Implantable Wireless Charger A Medical Breakthrough 

Implantable Wireless Charger

Chinese scientists have developed an Implantable Wireless Charger that can safely stay inside the human body, offering a revolutionary approach to powering implantable medical devices.

Implantable Wireless Charger A Medical Breakthrough 

Pioneering Biodegradable Wireless Chargers: Chinese Scientists Lead Medical Breakthrough

Introduction: Wireless chargers have become a commonplace technology, mainly associated with charging phones without the hassle of cables. 

However, Chinese scientists have pushed the boundaries of innovation by introducing a revolutionary concept – a biodegradable wireless charger designed to reside safely within human tissue. 

This groundbreaking achievement opens new possibilities for medical applications, providing a glimpse into a future where localized and on-demand therapies are powered wirelessly.

This innovation holds the potential to power bioelectronic implants, including fully biodegradable drug delivery systems. Published in the journal Science Advances, 

the research conducted by scientists from Lanzhou University addresses a crucial gap in the development of implantable bioelectronic systems – the lack of efficient and sustainable power modules.

The Challenge: Powering Implantable Bioelectronic Systems:

While implantable bioelectronic systems, such as monitoring sensors and drug delivery implants, have proven to be minimally invasive and reliable for precise patient monitoring and treatment, the development of compatible power modules has lagged behind. 

Existing biodegradable power supply units often have limited use and insufficient power generation for biomedical applications. Additionally, power supply units connected to transdermal chargers may cause inflammation, and those powered by non-rechargeable batteries may require surgical replacement, leading to potential complications.

The Wireless Power System Solution:

In response to these challenges, the researchers proposed a wireless implantable power system characterized by both high energy storage performance and favourable tissue interfacing properties. 

The device's soft and flexible design allows it to adapt to the shape of tissues and organs, offering a seamless solution to power implantable bioelectronic devices.

Wireless Power Supply Device Components:

The wireless power supply device comprises a magnesium coil responsible for charging the device. An external transmitting coil placed on the skin above the implant facilitates the charging process. 

The received power passes through a circuit before entering an energy storage module, consisting of zinc-ion hybrid supercapacitors. Unlike batteries which store energy as chemical energy, supercapacitors store power as electrical energy, providing high power density and consistent energy discharge.
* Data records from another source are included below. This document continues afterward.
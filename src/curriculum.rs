use schemars::JsonSchema;
use serde::{Deserialize, Serialize};
use sqlx::SqlitePool;
use utoipa::ToSchema;

use crate::error::{Error, Result};

#[derive(Debug, Clone, Serialize, Deserialize, sqlx::FromRow, ToSchema)]
pub struct Program {
    pub id: i64,
    pub school_id: i64,
    pub name: String,
    pub license_type: String,
    pub total_chapters: i64,
}

#[derive(Debug, Clone, Serialize, Deserialize, sqlx::FromRow, ToSchema)]
pub struct Chapter {
    pub id: i64,
    pub program_id: i64,
    pub chapter_number: i64,
    pub title: String,
    pub ebook_url: String,
    pub video_url: String,
    pub duration_minutes: i64,
}

#[derive(Debug, Clone, Deserialize, ToSchema)]
pub struct NewChapter {
    pub chapter_number: i64,
    pub title: String,
    #[serde(default)]
    pub ebook_url: String,
    #[serde(default)]
    pub video_url: String,
    #[serde(default)]
    pub duration_minutes: i64,
}

#[derive(Debug, Clone, PartialEq, Serialize, Deserialize, JsonSchema, ToSchema)]
pub struct QuizQuestion {
    pub question: String,
    /// Exactly four answer options.
    pub options: Vec<String>,
    /// Must match one of `options` exactly. Never exposed to students.
    pub correct_answer: String,
}

#[derive(Debug, Clone, Serialize, ToSchema)]
pub struct Quiz {
    pub id: i64,
    pub chapter_id: i64,
    pub title: String,
    pub questions: Vec<QuizQuestion>,
    pub passing_score: i64,
}

#[derive(sqlx::FromRow)]
struct QuizRow {
    id: i64,
    chapter_id: i64,
    title: String,
    questions: String,
    passing_score: i64,
}

impl TryFrom<QuizRow> for Quiz {
    type Error = Error;

    fn try_from(row: QuizRow) -> Result<Self> {
        let questions = serde_json::from_str(&row.questions)
            .map_err(|e| Error::Unexpected(anyhow::anyhow!("malformed quiz questions: {e}")))?;
        Ok(Quiz {
            id: row.id,
            chapter_id: row.chapter_id,
            title: row.title,
            questions,
            passing_score: row.passing_score,
        })
    }
}

pub async fn create_program(
    database: &SqlitePool,
    school_id: i64,
    name: String,
    license_type: String,
    total_chapters: i64,
) -> Result<i64> {
    if name.trim().is_empty() {
        return Err(Error::validation("program name is required"));
    }
    let result = sqlx::query(
        "INSERT INTO programs (school_id, name, license_type, total_chapters) VALUES (?, ?, ?, ?)",
    )
    .bind(school_id)
    .bind(name)
    .bind(license_type)
    .bind(total_chapters)
    .execute(database)
    .await?;
    Ok(result.last_insert_rowid())
}

pub async fn list_programs(database: &SqlitePool, school_id: i64) -> Result<Vec<Program>> {
    let programs = sqlx::query_as::<_, Program>(
        "SELECT id, school_id, name, license_type, total_chapters FROM programs \
         WHERE school_id = ? ORDER BY name ASC",
    )
    .bind(school_id)
    .fetch_all(database)
    .await?;
    Ok(programs)
}

pub async fn get_program(database: &SqlitePool, id: i64) -> Result<Program> {
    sqlx::query_as::<_, Program>(
        "SELECT id, school_id, name, license_type, total_chapters FROM programs WHERE id = ?",
    )
    .bind(id)
    .fetch_optional(database)
    .await?
    .ok_or(Error::NotFound("program"))
}

pub async fn update_program(
    database: &SqlitePool,
    id: i64,
    name: String,
    license_type: String,
    total_chapters: i64,
) -> Result<()> {
    if name.trim().is_empty() {
        return Err(Error::validation("program name is required"));
    }
    let result = sqlx::query(
        "UPDATE programs SET name = ?, license_type = ?, total_chapters = ? WHERE id = ?",
    )
    .bind(name)
    .bind(license_type)
    .bind(total_chapters)
    .bind(id)
    .execute(database)
    .await?;
    if result.rows_affected() == 0 {
        return Err(Error::NotFound("program"));
    }
    Ok(())
}

/// Chapter numbers are unique per program but need not be contiguous; a
/// duplicate surfaces as `Conflict` and leaves the program untouched.
pub async fn create_chapter(
    database: &SqlitePool,
    program_id: i64,
    chapter: NewChapter,
) -> Result<i64> {
    if chapter.chapter_number < 1 {
        return Err(Error::validation("chapter_number must be positive"));
    }
    if chapter.title.trim().is_empty() {
        return Err(Error::validation("chapter title is required"));
    }
    get_program(database, program_id).await?;
    let number = chapter.chapter_number;
    let result = sqlx::query(
        "INSERT INTO chapters (program_id, chapter_number, title, ebook_url, video_url, duration_minutes) \
         VALUES (?, ?, ?, ?, ?, ?)",
    )
    .bind(program_id)
    .bind(chapter.chapter_number)
    .bind(chapter.title)
    .bind(chapter.ebook_url)
    .bind(chapter.video_url)
    .bind(chapter.duration_minutes)
    .execute(database)
    .await
    .map_err(|e| match Error::from(e) {
        Error::Conflict(_) => {
            Error::conflict(format!("chapter {number} already exists in this program"))
        }
        other => other,
    })?;
    Ok(result.last_insert_rowid())
}

pub async fn list_chapters(database: &SqlitePool, program_id: i64) -> Result<Vec<Chapter>> {
    let chapters = sqlx::query_as::<_, Chapter>(
        "SELECT id, program_id, chapter_number, title, ebook_url, video_url, duration_minutes \
         FROM chapters WHERE program_id = ? ORDER BY chapter_number ASC",
    )
    .bind(program_id)
    .fetch_all(database)
    .await?;
    Ok(chapters)
}

pub async fn get_chapter(database: &SqlitePool, id: i64) -> Result<Chapter> {
    sqlx::query_as::<_, Chapter>(
        "SELECT id, program_id, chapter_number, title, ebook_url, video_url, duration_minutes \
         FROM chapters WHERE id = ?",
    )
    .bind(id)
    .fetch_optional(database)
    .await?
    .ok_or(Error::NotFound("chapter"))
}

pub fn validate_quiz(questions: &[QuizQuestion], passing_score: i64) -> Result<()> {
    if questions.is_empty() {
        return Err(Error::validation("a quiz must have at least one question"));
    }
    if !(0..=100).contains(&passing_score) {
        return Err(Error::validation("passing_score must be between 0 and 100"));
    }
    for (i, q) in questions.iter().enumerate() {
        if q.options.len() != 4 {
            return Err(Error::validation(format!(
                "question {i} must have exactly 4 options"
            )));
        }
        if !q.options.contains(&q.correct_answer) {
            return Err(Error::validation(format!(
                "question {i}: correct_answer must be one of the options"
            )));
        }
    }
    Ok(())
}

/// At most one quiz per chapter. Re-saving replaces the previous quiz, keyed
/// on `chapter_id`.
pub async fn upsert_quiz(
    database: &SqlitePool,
    chapter_id: i64,
    title: String,
    questions: Vec<QuizQuestion>,
    passing_score: i64,
) -> Result<i64> {
    validate_quiz(&questions, passing_score)?;
    get_chapter(database, chapter_id).await?;
    let questions_json = serde_json::to_string(&questions)
        .map_err(|e| Error::Unexpected(e.into()))?;
    sqlx::query(
        "INSERT INTO quizzes (chapter_id, title, questions, passing_score) VALUES (?, ?, ?, ?) \
         ON CONFLICT (chapter_id) DO UPDATE SET \
         title = excluded.title, questions = excluded.questions, \
         passing_score = excluded.passing_score",
    )
    .bind(chapter_id)
    .bind(title)
    .bind(questions_json)
    .bind(passing_score)
    .execute(database)
    .await?;
    let id = sqlx::query_scalar::<_, i64>("SELECT id FROM quizzes WHERE chapter_id = ?")
        .bind(chapter_id)
        .fetch_one(database)
        .await?;
    Ok(id)
}

pub async fn get_quiz(database: &SqlitePool, chapter_id: i64) -> Result<Option<Quiz>> {
    let row = sqlx::query_as::<_, QuizRow>(
        "SELECT id, chapter_id, title, questions, passing_score FROM quizzes WHERE chapter_id = ?",
    )
    .bind(chapter_id)
    .fetch_optional(database)
    .await?;
    row.map(Quiz::try_from).transpose()
}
Prototype Features and Biocompatibility:

The prototype power supply system is housed in a flexible, biodegradable chip-like implant. It integrates energy harvesting and storage into a single device, ensuring a constant and reliable power output. 

Both zinc and magnesium, essential to the human body, are used in amounts below daily intake levels, ensuring biocompatibility. The entire device is encapsulated in polymer and wax, enabling flexibility that conforms to the tissue structure.
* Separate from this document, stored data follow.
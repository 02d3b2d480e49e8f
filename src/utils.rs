use std::path::PathBuf;

use tracing_subscriber::EnvFilter;

/// Initialize logging. Returns the guard that flushes the non-blocking writer.
pub fn init_log(log: Option<PathBuf>) -> tracing_appender::non_blocking::WorkerGuard {
    let subscriber_builder = tracing_subscriber::fmt::Subscriber::builder()
        .with_env_filter(EnvFilter::try_from_default_env().unwrap_or_else(|_| "info".into()))
        .with_ansi(false)
        .with_file(true)
        .with_line_number(true)
        .with_thread_names(true);
    let (non_blocking, guard) = if let Some(log) = log {
        // output to file, daily rotate, non-blocking
        if !log.is_dir() {
            panic!("log path is not a directory");
        }
        let file_appender = tracing_appender::rolling::daily(log, "driveschool_server.log");
        tracing_appender::non_blocking(file_appender)
    } else {
        // output to stdout
        tracing_appender::non_blocking(std::io::stdout())
    };
    tracing::subscriber::set_global_default(
        subscriber_builder.with_writer(non_blocking).finish(),
    )
    .expect("init log failed");
    guard
}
Effectiveness and Biodegradability:

Tests conducted on rats demonstrated the device's effectiveness for up to 10 days, after which it fully dissolved within two months. 
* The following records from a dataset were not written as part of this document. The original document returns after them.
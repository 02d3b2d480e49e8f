use std::sync::Arc;

use async_openai::types::{
    ChatCompletionRequestAssistantMessageArgs, ChatCompletionRequestMessage,
};
use axum::{
    Json, Router,
    extract::{Path, State},
    routing::{get, post},
};
use serde::{Deserialize, Serialize};
use tokio::sync::Mutex;
use utoipa::ToSchema;

use crate::assistant::tutor_instruction;
use crate::auth::{self, Principal};
use crate::curriculum::{self, Chapter};
use crate::enrollment;
use crate::error::{Error, Result};
use crate::policy::{self, Op};
use crate::progress::{self, TranscriptEntry};
use crate::quiz::{self, Answers, QuizForStudent, ScoreOutcome};
use crate::server::AppState;

/// The student's active program, or `Forbidden` when none is active.
async fn active_program(state: &AppState, principal: &Principal) -> Result<i64> {
    Ok(enrollment::active_enrollment(&state.db, principal.id)
        .await?
        .ok_or(Error::Forbidden)?
        .program_id)
}

/// Chapter lookup scoped to the student's active program. Does not consult
/// the unlock policy; callers that expose content must gate separately.
async fn enrolled_chapter(
    state: &AppState,
    principal: &Principal,
    chapter_id: i64,
) -> Result<Chapter> {
    let chapter = curriculum::get_chapter(&state.db, chapter_id).await?;
    if chapter.program_id != active_program(state, principal).await? {
        return Err(Error::Forbidden);
    }
    Ok(chapter)
}

/// Chapter lookup that also enforces the unlock policy, evaluated fresh
/// against the ledger on every call.
async fn unlocked_chapter(
    state: &AppState,
    principal: &Principal,
    chapter_id: i64,
) -> Result<Chapter> {
    let chapter = enrolled_chapter(state, principal, chapter_id).await?;
    let file = progress::get_file(
        &state.db,
        state.unlock_rule,
        principal.id,
        chapter.program_id,
    )
    .await?;
    let entry = file
        .iter()
        .find(|e| e.chapter_id == chapter_id)
        .ok_or(Error::NotFound("chapter"))?;
    if !entry.unlocked {
        return Err(Error::Forbidden);
    }
    Ok(chapter)
}

#[derive(Serialize, ToSchema)]
pub struct ChapterListEntry {
    pub chapter_id: i64,
    pub chapter_number: i64,
    pub title: String,
    pub duration_minutes: i64,
    pub unlocked: bool,
}

#[utoipa::path(
    context_path = "/api/student",
    path = "/chapters",
    method(get),
    responses((status = 200, body = Vec<ChapterListEntry>), (status = 403))
)]
pub async fn list_chapters(
    State(state): State<AppState>,
    principal: Principal,
) -> Result<Json<Vec<ChapterListEntry>>> {
    policy::authorize(&principal, Op::ViewChapters)?;
    let program_id = active_program(&state, &principal).await?;
    let chapters = curriculum::list_chapters(&state.db, program_id).await?;
    let file = progress::get_file(&state.db, state.unlock_rule, principal.id, program_id).await?;
    // both are ordered by chapter_number, so they line up
    let entries = chapters
        .into_iter()
        .zip(file)
        .map(|(chapter, entry)| ChapterListEntry {
            chapter_id: chapter.id,
            chapter_number: chapter.chapter_number,
            title: chapter.title,
            duration_minutes: chapter.duration_minutes,
            unlocked: entry.unlocked,
        })
        .collect();
    Ok(Json(entries))
}

#[utoipa::path(
    context_path = "/api/student",
    path = "/chapters/{id}",
    method(get),
    responses((status = 200, body = Chapter), (status = 403, description = "Chapter locked"))
)]
pub async fn get_chapter(
    State(state): State<AppState>,
    principal: Principal,
    Path(id): Path<i64>,
) -> Result<Json<Chapter>> {
    policy::authorize(&principal, Op::ViewChapters)?;
    let chapter = unlocked_chapter(&state, &principal, id).await?;
    Ok(Json(chapter))
}

#[utoipa::path(
    context_path = "/api/student",
    path = "/chapters/{id}/quiz",
    method(get),
    responses((status = 200, body = QuizForStudent), (status = 404))
)]
pub async fn get_quiz(
    State(state): State<AppState>,
    principal: Principal,
    Path(id): Path<i64>,
) -> Result<Json<QuizForStudent>> {
    policy::authorize(&principal, Op::ViewChapters)?;
    unlocked_chapter(&state, &principal, id).await?;
    let quiz = curriculum::get_quiz(&state.db, id)
        .await?
        .ok_or(Error::NotFound("quiz"))?;
    Ok(Json(quiz.into()))
}

#[derive(Deserialize, ToSchema)]
pub struct SubmitQuizRequest {
    /// Chosen option per question index; missing indices count as incorrect.
    pub answers: Answers,
}

#[utoipa::path(
    context_path = "/api/student",
    path = "/chapters/{id}/quiz",
    method(post),
    request_body = SubmitQuizRequest,
    responses((status = 200, body = ScoreOutcome), (status = 403))
)]
pub async fn submit_quiz(
    State(state): State<AppState>,
    principal: Principal,
    Path(id): Path<i64>,
    Json(req): Json<SubmitQuizRequest>,
) -> Result<Json<ScoreOutcome>> {
    policy::authorize(&principal, Op::SubmitQuiz)?;
    unlocked_chapter(&state, &principal, id).await?;
    let outcome = quiz::submit(&state.db, principal.id, id, &req.answers).await?;
    Ok(Json(outcome))
}

#[derive(Deserialize, ToSchema)]
pub struct CompletionRequest {
    pub completed: bool,
}

#[utoipa::path(
    context_path = "/api/student",
    path = "/chapters/{id}/ebook",
    method(post),
    request_body = CompletionRequest,
    responses((status = 200))
)]
pub async fn record_ebook(
    State(state): State<AppState>,
    principal: Principal,
    Path(id): Path<i64>,
    Json(req): Json<CompletionRequest>,
) -> Result<()> {
    policy::authorize(&principal, Op::RecordSelfProgress)?;
    enrolled_chapter(&state, &principal, id).await?;
    progress::record_ebook_progress(&state.db, principal.id, id, req.completed).await
}

#[utoipa::path(
    context_path = "/api/student",
    path = "/chapters/{id}/video",
    method(post),
    request_body = CompletionRequest,
    responses((status = 200))
)]
pub async fn record_video(
    State(state): State<AppState>,
    principal: Principal,
    Path(id): Path<i64>,
    Json(req): Json<CompletionRequest>,
) -> Result<()> {
    policy::authorize(&principal, Op::RecordSelfProgress)?;
    enrolled_chapter(&state, &principal, id).await?;
    progress::record_video_progress(&state.db, principal.id, id, req.completed).await
}

#[utoipa::path(
    context_path = "/api/student",
    path = "/transcript",
    method(get),
    responses((status = 200, body = Vec<TranscriptEntry>))
)]
pub async fn transcript(
    State(state): State<AppState>,
    principal: Principal,
) -> Result<Json<Vec<TranscriptEntry>>> {
    policy::authorize(&principal, Op::ViewOwnTranscript)?;
    let program_id = active_program(&state, &principal).await?;
    let file = progress::get_file(&state.db, state.unlock_rule, principal.id, program_id).await?;
    Ok(Json(file))
}

#[derive(Deserialize, ToSchema)]
pub struct ChatRequest {
    pub message: String,
}

#[derive(Serialize, ToSchema)]
pub struct ChatResponse {
    pub reply: String,
}

#[utoipa::path(
    context_path = "/api/student",
    path = "/chat",
    method(post),
    request_body = ChatRequest,
    responses((status = 200, body = ChatResponse), (status = 503, description = "Assistant unavailable"))
)]
pub async fn chat(
    State(state): State<AppState>,
    principal: Principal,
    Json(req): Json<ChatRequest>,
) -> Result<Json<ChatResponse>> {
    policy::authorize(&principal, Op::AskAssistant)?;
    let assistant = state.assistant.clone().ok_or(Error::UpstreamUnavailable)?;
    let user = auth::get_user(&state.db, principal.id).await?;

    let history = state
        .chats
        .get_with(principal.id, async { Arc::new(Mutex::new(Vec::new())) })
        .await;
    let mut history = history.lock().await;

    let mut messages = vec![ChatCompletionRequestMessage::System(
        tutor_instruction(&user.name).into(),
    )];
    messages.extend(history.iter().cloned());
    let user_message = ChatCompletionRequestMessage::User(req.message.into());
    messages.push(user_message.clone());

    let reply = assistant.chat(messages).await?;
    history.push(user_message);
    history.push(
        ChatCompletionRequestAssistantMessageArgs::default()
            .content(reply.clone())
            .build()
            .map_err(anyhow::Error::from)?
            .into(),
    );
    Ok(Json(ChatResponse { reply }))
}

pub fn routes() -> Router<AppState> {
    Router::new()
        .route("/chapters", get(list_chapters))
        .route("/chapters/{id}", get(get_chapter))
        .route("/chapters/{id}/quiz", get(get_quiz).post(submit_quiz))
        .route("/chapters/{id}/ebook", post(record_ebook))
        .route("/chapters/{id}/video", post(record_video))
        .route("/transcript", get(transcript))
        .route("/chat", post(chat))
}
The researchers suggest that the duration of functionality can be adjusted by modifying the thickness and chemistry of the encapsulation layer. The biodegradable power system opens doors for drug delivery systems integrated into various tissues and organs, facilitating localized, on-demand drug delivery and therapy.

Demonstrating Functionality:

To showcase the functionality of the power supply, the researchers connected stacked supercapacitors with a receiving coil and a biodegradable drug delivery device, implanting it into rats. 

Despite the separate encapsulation, the prototype effectively delivered an anti-inflammatory medicine in response to yeast-induced fever. The researchers acknowledged the challenge of turning the device on and off but suggested controlled triggering of charging for optimal performance.

 

Conclusion: A Leap Forward in Bioelectronic Devices: This prototype marks a significant leap forward in the development of transient implantable bioelectronic devices. The potential of efficient and reliable energy solutions opens doors to a myriad of applications in the healthcare landscape. 

As Chinese scientists continue to lead innovations in bioelectronics, the prospect of wirelessly powering medical devices within the human body becomes not just a possibility but a glimpse into a future where technology seamlessly integrates with healthcare for improved patient outcomes.

With its potential to provide effective and reliable energy solutions, this innovation opens avenues for a wide range of applications, including sustained power for bioelectronic implants and controlled drug delivery systems. As Chinese scientists pioneer these transformative technologies, the future of bioelectronics appears increasingly promising.